Although Jay J made the observations he did regarding the Judge’s assessment of the seriousness of the offence, Mr Dolan accepted that if I concluded that the Judge had erred in the approach to the expert evidence, it was appropriate to look at the other issues in the round, because not to do so would be artificial.
I turn, then, to consider whether this was an offence of, and again I quote Lord Phillips in Norris, “no great gravity”. This was an offence, as the Judge himself said, that while it may not be described as trivial, was perhaps not the most serious in the context of extradition cases. It involved no injury, loss or damage to persons or property. Applying Prusianu v Braila Court of Law (Romania) [2022] EWHC 192 (Admin); [2023] 1 WLR at [48], it was appropriate to have regard to the Sentencing Council Guidelines that would apply to an offence of this nature in this country. Having done so, I accept Ms Stockdale’s submission that it would be unlikely to meet the custody threshold.

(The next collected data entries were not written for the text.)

mod common;

use anyhow::Result;
use reqwest::StatusCode;
use serde_json::{json, Value};

#[tokio::test]
async fn campaign_lifecycle_ends_in_soft_delete() -> Result<()> {
    if !common::database_configured() {
        return Ok(());
    }
    let server = common::ensure_server().await?;
    let client = reqwest::Client::new();
    let ks_name = common::unique_ks_name("crud");

    let id = common::create_campaign(server, "spring-sale", &ks_name).await?;

    let res = client
        .put(format!("{}/api/v1/campaign/{}", server.base_url, id))
        .json(&json!({ "name": "summer-sale", "ks_name": ks_name, "status": "PAUSED" }))
        .send()
        .await?;
    assert_eq!(res.status(), StatusCode::OK);
    let body: Value = res.json().await?;
    assert_eq!(body["data"]["name"], "summer-sale");
    assert_eq!(body["data"]["status"], "PAUSED");

    let res = client.delete(format!("{}/api/v1/campaign/{}", server.base_url, id)).send().await?;
    assert_eq!(res.status(), StatusCode::OK);

    // the row is still there, marked deleted
    let res = client.get(format!("{}/api/v1/campaign/{}", server.base_url, id)).send().await?;
    assert_eq!(res.status(), StatusCode::OK);
    let body: Value = res.json().await?;
    assert_eq!(body["data"]["status"], "DELETED");

    Ok(())
}

#[tokio::test]
async fn unknown_ids_are_not_found() -> Result<()> {
    if !common::database_configured() {
        return Ok(());
    }
    let server = common::ensure_server().await?;

    let res = reqwest::get(format!("{}/api/v1/ad_group/{}", server.base_url, i64::MAX)).await?;
    assert_eq!(res.status(), StatusCode::NOT_FOUND);

    Ok(())
}

#[tokio::test]
async fn ad_group_requires_existing_campaign() -> Result<()> {
    if !common::database_configured() {
        return Ok(());
    }
    let server = common::ensure_server().await?;

    let res = reqwest::Client::new()
        .post(format!("{}/api/v1/ad_group", server.base_url))
        .json(&json!({ "campaign_id": i64::MAX, "name": "orphan" }))
        .send()
        .await?;
    assert_eq!(res.status(), StatusCode::BAD_REQUEST);
    let body: Value = res.json().await?;
    assert!(body["field_errors"]["campaign_id"].is_string(), "body: {}", body);

    Ok(())
}

#[tokio::test]
async fn by_ks_name_skips_deleted_rows() -> Result<()> {
    if !common::database_configured() {
        return Ok(());
    }
    let server = common::ensure_server().await?;
    let client = reqwest::Client::new();
    let ks_name = common::unique_ks_name("ks");

    let campaign_id = common::create_campaign(server, "c", &ks_name).await?;
    let live = common::create_ad_group(server, campaign_id, "live", "ACTIVE").await?;
    let gone = common::create_ad_group(server, campaign_id, "gone", "ACTIVE").await?;
    client.delete(format!("{}/api/v1/ad_group/{}", server.base_url, gone)).send().await?;

    let res = client
        .get(format!("{}/api/v1/ad_group/by_ks_name/{}", server.base_url, ks_name))
        .send()
        .await?;
    assert_eq!(res.status(), StatusCode::OK);
    let body: Value = res.json().await?;
    let data = body["data"].as_array().cloned().unwrap_or_default();
    assert_eq!(data.len(), 1);
    assert_eq!(data[0]["id"], live);
    assert_eq!(data[0]["campaign"]["id"], campaign_id);

    Ok(())
}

The passage of time is also relevant. The extradition offence occurred on 14 December 2015, over 7½ years ago. Ms Stockdale highlighted a period of 21 months’ delay, between 30 June 2017 (when the appellant breached the term of the suspended sentence) and 18 March 2019 (when the sentence was activated). There was then a further 2½ year delay between 2 April 2019 (when the decision was finalised and the prison execution warrant issued) and 6 October 2022 (when the arrest warrant was issued).
It is also material that the chronology indicates that the appellant complied with the probation requirements for a lengthy period before he left Romania and has now spent over 14 months on tagged curfew in England. Such a curfew was described in Prusianu at p.528 as “a real restriction on freedom of movement and autonomy”.
I therefore conclude that the Judge did err in the balancing exercise. I have had regard to the exceptionally serious consequences for X if the appellant is extradited, the nature of this offence, the delays, the elements of the sentence that have already been complied with and the curfew restrictions since then, as well as the appellant’s strong ties to the UK. As was said in HH v Deputy Prosecutor of the Italian Republic, Genoa [2022] UKSC 25 at [8], the public interest in extradition is less where the extradition offence is not serious and there has been significant delay, which is a principle that applies here.
I fully recognise, as the Judge did, that this was a difficult exercise. However, standing back, and addressing the central question set out in Celinski at [24], “Was the decision made by the District Judge the wrong decision?”, I consider that it was. I therefore allow the appeal.